Torino-Lione, a che punto sono i lavori e le proteste NoTAV che non si sono mai fermate

“Sono 30 anni che si parla di Tav”, “Il tunnel è già stato scavato?”, “Chissà quando verrà costruito il Tav?”. Sono solo alcune delle domande che si sentono dentro e fuori la Val di Susa sulla linea ferroviaria Torino – Lione. Rispondere non è così semplice per diverse ragioni, ma con un po’ di calma ci si può provare.

Il progetto divide la linea ferroviaria Torino-Lione in diverse parti. In primis abbiamo la sezione transfrontaliera, che copre il tratto tra Susa/Bussoleno (in Italia) e il comune francese di Saint-Jean de Maurienne. Questa è la sezione dove è previsto il tunnel di base a due canne di circa 57 km. Al di fuori di ciò, il progetto è stato diviso in una sezione “francese” (i lavori sono in capo alla compagnia ferroviaria Sncf) e in una italiana, in capo a Rfi, che congiunge Susa a Torino.

Leggi anche >> TAV Torino-Lione: a che punto sono i lavori, i costi-benefici, il dibattito pro e contro

Il tunnel di base e la sezione transfrontaliera

I lavori per la sezione transfrontaliera sono quelli a uno stadio più avanzato rispetto al resto, visto che si parla di un cantiere aperto e di lavori già iniziati.
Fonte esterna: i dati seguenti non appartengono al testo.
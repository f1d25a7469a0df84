pub mod options;
pub mod shell;

pub use options::{ParsedQuery, RejectedOption, Rejection, ordinal, parse_query_line};
pub use shell::{OutputFormat, Shell, ShellError, load_with_retry};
Il cantiere in questo caso si trova a Chiomonte, in alta Val di Susa, e i lavori sono gestiti da Telt, azienda partecipata italo-francese: è controllata al 50% dal Gruppo Ferrovie dello Stato e al 50% dal Ministero dell’Economia e delle Finanze francese. Di fatto i lavori per lo scavo del tunnel di base non sono iniziati, mentre sono in stadio avanzato quelli dei cosiddetti tunnel geognostici, ossia le gallerie esplorative utili per conoscere le caratteristiche e gli eventuali problemi di meccanica del terreno.

Chiomonte

In particolare è terminato lo scavo del tunnel italiano della Maddalena, a Chiomonte, mentre risultano ancora in corso gli scavi geognostici e le discenderie sul versante francese. A luglio dell’anno scorso Telt aveva annunciato l’affidamento dei lavori per lo scavo dell’80% del tunnel di base, per un totale di oltre 3 miliardi di euro, cofinanziati da Europa, Italia e Francia. Questo appalto riguarda tre lotti. Il primo concerne un tratto di 22 km compreso tra Modane (Francia) e l’Italia, con una tempistica prevista da Telt di circa 72 mesi (6 anni). Il lotto 2 invece comprende 23 km di tunnel tra Saint-Martin-la-Porte/La Praz e Modane, mentre il terzo lotto riguarda 3 km di tunnel tra Saint-Julien-Montdenis e Saint-Martin-la-Porte. Rispettivamente i tempi di realizzazione previsti dai promotori sono di 65 e 70 mesi, 5 anni e mezzo nel primo caso e poco meno di 6 nel secondo. Per quanto riguarda i cantieri francesi il 26 novembre 2021 è stato aperto quello di La Praz. Quanto ai costi dell’opera, una delibera del CIPE (Comitato interministeriale per la programmazione economica) del 2017 ha stabilito un costo totale per la sezione transfrontaliera di circa 9,6 miliardi di euro, di cui 5,5 circa in carico all’Italia e circa 4 a carico della Francia. Tuttavia Telt durante l’ultima Conferenza intergovernativa ha annunciato un aumento del costo totale dell’opera di 624 milioni di euro.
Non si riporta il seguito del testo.